Despite these extraordinary advances, some analysts, perhaps most notably George Mason University economist Tyler Cowen, have argued in recent years that technology is stagnating and can no longer be expected to drive economic growth at rates we have come to expect. Much of Cowen's argument rests on the notion that economic deceleration is an indicator of technological deceleration. The median income in the United States has grown much less rapidly since the 1970s than it did in the decades before, and skeptics of technological advancement believe this trend shows that technology is no longer the engine of prosperity that it was in the mid-20th century. In his recent book The Great Stagnation, Cowen writes that "there are periodic technological plateaus, and right now we are sitting on top of one[.]"

This claim relies, of course, on an argument frequently heard in the inequality debate — that the middle class is not doing as well as it once did, and that income gaps are growing. Stagnating median incomes are in fact the central concern of inequality critics. But median income growth in the United States actually provides a poor measure of technological acceleration, for three reasons that have a lot to do with the nature of technology itself.
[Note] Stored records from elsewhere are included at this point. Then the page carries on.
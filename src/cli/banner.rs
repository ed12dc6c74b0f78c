//! Startup banner for interactive mode.

use std::io::IsTerminal;

use owo_colors::OwoColorize;

/// Prints the npcflip banner and key help to stdout.
///
/// Colored when stdout is a terminal, plain otherwise.
pub fn print_banner() {
    let title = r"
                       __  _____ _ _
   _ __  _ __   ___   / _||  ___| (_)_ __
  | '_ \| '_ \ / __| | |_ | |_  | | | '_ \
  | | | | |_) | (__  |  _||  _| | | | |_) |
  |_| |_| .__/ \___| |_|  |_|   |_|_| .__/
        |_|                         |_|";
    let keys = "t toggle  i instant  o order  r refresh  q quit";

    if std::io::stdout().is_terminal() {
        println!("{}", title.yellow().bold());
        println!("  {}\n", keys.dimmed());
    } else {
        println!("{title}");
        println!("  {keys}\n");
    }
}
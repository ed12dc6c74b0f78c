//! Presentation port.

use crate::domain::{Opportunity, PricingMode};

/// Sink for the ranked opportunity list and dashboard status.
///
/// Every `render` call carries the complete list; implementations replace
/// whatever they showed before.
pub trait Presenter: Send {
    /// Show the full ranked list computed under `mode`.
    fn render(&mut self, opportunities: &[Opportunity], mode: PricingMode);

    /// A refresh cycle started.
    fn show_loading(&mut self);

    /// The refresh cycle finished, successfully or not.
    fn hide_loading(&mut self);

    /// Show a non-fatal error banner.
    fn show_error(&mut self, message: &str);
}
//! Terminal table view.

use std::io::{self, IsTerminal, Stdout, Write};
use std::time::Duration;

use chrono::{DateTime, Local};
use indicatif::{ProgressBar, ProgressStyle};
use owo_colors::OwoColorize;
use tabled::settings::Style;
use tabled::{Table, Tabled};
use tracing::warn;

use crate::domain::{format_price, Opportunity, PricingMode};
use crate::port::Presenter;

/// Braille spinner animation frames.
const BRAILLE_SPINNER: &[&str] = &["⠋", "⠙", "⠹", "⠸", "⠼", "⠴", "⠦", "⠧", "⠇", "⠏"];

const CLEAR_SCREEN: &str = "\x1b[2J\x1b[H";

#[derive(Tabled)]
struct OpportunityRow {
    #[tabled(rename = "#")]
    rank: usize,
    #[tabled(rename = "Item")]
    name: String,
    #[tabled(rename = "NPC")]
    vendor: String,
    #[tabled(rename = "Island")]
    location: String,
    #[tabled(rename = "Buy Price")]
    buy_price: String,
    #[tabled(rename = "Sell Price")]
    sell_price: String,
    #[tabled(rename = "Profit Margin")]
    margin: String,
    #[tabled(rename = "Daily Profit")]
    daily: String,
}

impl OpportunityRow {
    fn new(rank: usize, opp: &Opportunity) -> Self {
        let vendor = opp.vendor();
        Self {
            rank,
            name: opp.name().to_string(),
            vendor: non_empty_or_na(&vendor.vendor_name),
            location: vendor
                .location
                .as_deref()
                .map_or_else(|| "N/A".to_string(), non_empty_or_na),
            buy_price: format_price(opp.vendor_buy_price()),
            sell_price: format_price(opp.display_price()),
            margin: format_price(opp.profit_margin()),
            daily: format_price(opp.daily_projected_profit()),
        }
    }
}

fn non_empty_or_na(value: &str) -> String {
    if value.is_empty() {
        "N/A".to_string()
    } else {
        value.to_string()
    }
}

/// Renders the ranked list as a table, redrawing the screen on each cycle.
pub struct TerminalPresenter<W: Write + Send = Stdout> {
    out: W,
    color: bool,
    redraw: bool,
    spinner: Option<ProgressBar>,
    banner: Option<String>,
    last_updated: Option<DateTime<Local>>,
}

impl TerminalPresenter<Stdout> {
    /// Presenter on stdout; colors and redraws only when stdout is a terminal.
    pub fn stdout() -> Self {
        let tty = io::stdout().is_terminal();
        Self {
            out: io::stdout(),
            color: tty,
            redraw: tty,
            spinner: None,
            banner: None,
            last_updated: None,
        }
    }
}

impl<W: Write + Send> TerminalPresenter<W> {
    /// Uncolored presenter on any writer.
    pub fn plain(out: W) -> Self {
        Self {
            out,
            color: false,
            redraw: false,
            spinner: None,
            banner: None,
            last_updated: None,
        }
    }

    pub fn last_updated(&self) -> Option<DateTime<Local>> {
        self.last_updated
    }

    pub fn into_inner(self) -> W {
        self.out
    }

    fn write_frame(&mut self, opportunities: &[Opportunity], mode: PricingMode) -> io::Result<()> {
        if self.redraw {
            write!(self.out, "{CLEAR_SCREEN}")?;
        }

        let view = format!("{} view", mode.price_heading());
        let count = format!("{} opportunities", opportunities.len());
        let updated = self
            .last_updated
            .map(|t| format!("updated {}", t.format("%H:%M:%S")))
            .unwrap_or_default();

        if self.color {
            writeln!(
                self.out,
                "{}  {}  {}  {}",
                "npcflip".bold(),
                view.cyan(),
                count,
                updated.dimmed()
            )?;
        } else {
            writeln!(self.out, "npcflip  {view}  {count}  {updated}")?;
        }

        if let Some(message) = self.banner.take() {
            if self.color {
                writeln!(self.out, "  {} {}", "×".red(), message.red())?;
            } else {
                writeln!(self.out, "  × {message}")?;
            }
        }
        writeln!(self.out)?;

        if opportunities.is_empty() {
            writeln!(self.out, "  No profitable flips right now.")?;
        } else {
            let rows = opportunities
                .iter()
                .enumerate()
                .map(|(i, opp)| OpportunityRow::new(i + 1, opp));
            let mut table = Table::new(rows);
            table.with(Style::rounded());
            for line in table.to_string().lines() {
                writeln!(self.out, "  {line}")?;
            }
        }

        writeln!(self.out)?;
        self.out.flush()
    }
}

impl<W: Write + Send> Presenter for TerminalPresenter<W> {
    fn render(&mut self, opportunities: &[Opportunity], mode: PricingMode) {
        self.last_updated = Some(Local::now());
        if let Err(e) = self.write_frame(opportunities, mode) {
            warn!(error = %e, "Failed to write dashboard frame");
        }
    }

    fn show_loading(&mut self) {
        if !self.color || self.spinner.is_some() {
            return;
        }

        let style = ProgressStyle::with_template("  {spinner:.cyan} {msg}")
            .unwrap_or_else(|_| ProgressStyle::default_spinner())
            .tick_strings(BRAILLE_SPINNER);
        let pb = ProgressBar::new_spinner();
        pb.set_style(style);
        pb.set_message("Refreshing bazaar prices...");
        pb.enable_steady_tick(Duration::from_millis(80));
        self.spinner = Some(pb);
    }

    fn hide_loading(&mut self) {
        if let Some(pb) = self.spinner.take() {
            pb.finish_and_clear();
        }
    }

    fn show_error(&mut self, message: &str) {
        self.banner = Some(message.to_string());
    }
}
First, the most common measures of median-income growth do not reflect the growth in fringe benefits. In recent years, total compensation for American workers has risen faster than wages alone, chiefly because of large increases in corporate outlays for health insurance. This increasingly generous insurance coverage, in turn, provides workers with greater access to America's technologically sophisticated health-care system. Cowen, for his part, argues that these increases have not produced real gains in well-being: Life expectancy in the United States is no better than it is in other industrialized nations that spend far less on health insurance. But Cowen's argument fails to take account of various social and demographic factors less common in other developed nations that depress life expectancy in the U.S. For example, as Harvard economist N. Gregory Mankiw has noted, Americans have higher accidental-death rates and are more obese than people in other parts of the world — both because of lifestyle choices and our economy's ability to serve up cheap, high-calorie food. Moreover, survival rates from some cancers and other complicated diseases are higher here, suggesting that Americans benefit from cutting-edge health-care innovations before those innovations become available to the rest of the world. Without these advances in medicine — advances made and paid for in the United States by our higher overall health-care costs — both Americans and people throughout the world would be worse off.

The life-expectancy figures Cowen cites also do not account for the quality-of-life improvements offered by contemporary medicine — such as replacement joints — that allow an active life far into old age. So important are these improvements that, in a 2011 television interview, former Harvard University president Lawrence Summers argued that it was unclear whether people would prefer to have the lower overall standard of living of 1951 but with today's health care, or today's higher standard of living with the lower health-care quality of 1951. Summers's observation suggests that improvements in health care alone have an enormous effect on personal well-being. And as these technology-driven quality-of-life improvements are not measured by the formal metrics used to calculate standards of living, they are easily overlooked in our debates about income growth and inequality.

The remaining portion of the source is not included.